> _What the task requires_:
The records appear below. Set down exactly each line from the one that contains "a config error." through the last, both included.

> _Data listing_:
[Start of Attachment]
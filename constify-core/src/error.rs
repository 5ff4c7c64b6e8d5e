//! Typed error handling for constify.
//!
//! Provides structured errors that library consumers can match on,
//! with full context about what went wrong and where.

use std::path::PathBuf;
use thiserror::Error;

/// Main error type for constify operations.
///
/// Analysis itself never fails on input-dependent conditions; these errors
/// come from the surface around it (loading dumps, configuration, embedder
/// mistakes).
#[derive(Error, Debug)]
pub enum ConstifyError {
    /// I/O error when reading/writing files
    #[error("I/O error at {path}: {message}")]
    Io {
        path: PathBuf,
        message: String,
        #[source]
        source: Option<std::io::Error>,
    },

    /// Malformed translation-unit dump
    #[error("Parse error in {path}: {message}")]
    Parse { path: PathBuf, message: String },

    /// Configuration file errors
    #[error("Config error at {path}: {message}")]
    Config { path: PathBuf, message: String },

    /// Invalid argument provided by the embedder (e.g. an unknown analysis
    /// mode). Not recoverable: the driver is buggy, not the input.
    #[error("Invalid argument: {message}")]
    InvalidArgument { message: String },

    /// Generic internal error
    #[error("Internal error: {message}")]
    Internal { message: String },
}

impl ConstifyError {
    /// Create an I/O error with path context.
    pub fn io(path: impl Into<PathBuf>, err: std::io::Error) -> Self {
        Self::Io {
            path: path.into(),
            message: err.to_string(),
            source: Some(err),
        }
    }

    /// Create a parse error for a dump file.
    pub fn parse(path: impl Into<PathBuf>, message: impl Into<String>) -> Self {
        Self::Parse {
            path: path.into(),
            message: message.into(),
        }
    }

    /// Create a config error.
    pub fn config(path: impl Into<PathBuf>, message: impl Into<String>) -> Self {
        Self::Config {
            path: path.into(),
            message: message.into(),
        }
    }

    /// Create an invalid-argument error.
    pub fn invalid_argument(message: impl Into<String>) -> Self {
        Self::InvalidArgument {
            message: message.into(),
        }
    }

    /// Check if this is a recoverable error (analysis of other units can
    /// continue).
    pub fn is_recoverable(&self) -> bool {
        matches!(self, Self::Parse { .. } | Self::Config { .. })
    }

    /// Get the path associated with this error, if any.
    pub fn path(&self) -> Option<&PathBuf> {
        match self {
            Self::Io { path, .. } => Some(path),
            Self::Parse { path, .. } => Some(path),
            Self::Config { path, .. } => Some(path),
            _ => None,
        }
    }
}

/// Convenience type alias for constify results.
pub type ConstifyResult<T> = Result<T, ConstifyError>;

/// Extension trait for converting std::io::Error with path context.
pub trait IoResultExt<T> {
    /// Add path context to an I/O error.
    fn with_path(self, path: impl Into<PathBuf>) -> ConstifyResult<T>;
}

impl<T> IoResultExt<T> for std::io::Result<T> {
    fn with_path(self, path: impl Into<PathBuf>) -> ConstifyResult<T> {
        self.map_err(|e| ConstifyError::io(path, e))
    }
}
[End of Attachment]
> _Result_:
    /// Create a config error.
    pub fn config(path: impl Into<PathBuf>, message: impl Into<String>) -> Self {
        Self::Config {
            path: path.into(),
            message: message.into(),
        }
    }

    /// Create an invalid-argument error.
    pub fn invalid_argument(message: impl Into<String>) -> Self {
        Self::InvalidArgument {
            message: message.into(),
        }
    }

    /// Check if this is a recoverable error (analysis of other units can
    /// continue).
    pub fn is_recoverable(&self) -> bool {
        matches!(self, Self::Parse { .. } | Self::Config { .. })
    }

    /// Get the path associated with this error, if any.
    pub fn path(&self) -> Option<&PathBuf> {
        match self {
            Self::Io { path, .. } => Some(path),
            Self::Parse { path, .. } => Some(path),
            Self::Config { path, .. } => Some(path),
            _ => None,
        }
    }
}

/// Convenience type alias for constify results.
pub type ConstifyResult<T> = Result<T, ConstifyError>;

/// Extension trait for converting std::io::Error with path context.
pub trait IoResultExt<T> {
    /// Add path context to an I/O error.
    fn with_path(self, path: impl Into<PathBuf>) -> ConstifyResult<T>;
}

impl<T> IoResultExt<T> for std::io::Result<T> {
    fn with_path(self, path: impl Into<PathBuf>) -> ConstifyResult<T> {
        self.map_err(|e| ConstifyError::io(path, e))
    }
}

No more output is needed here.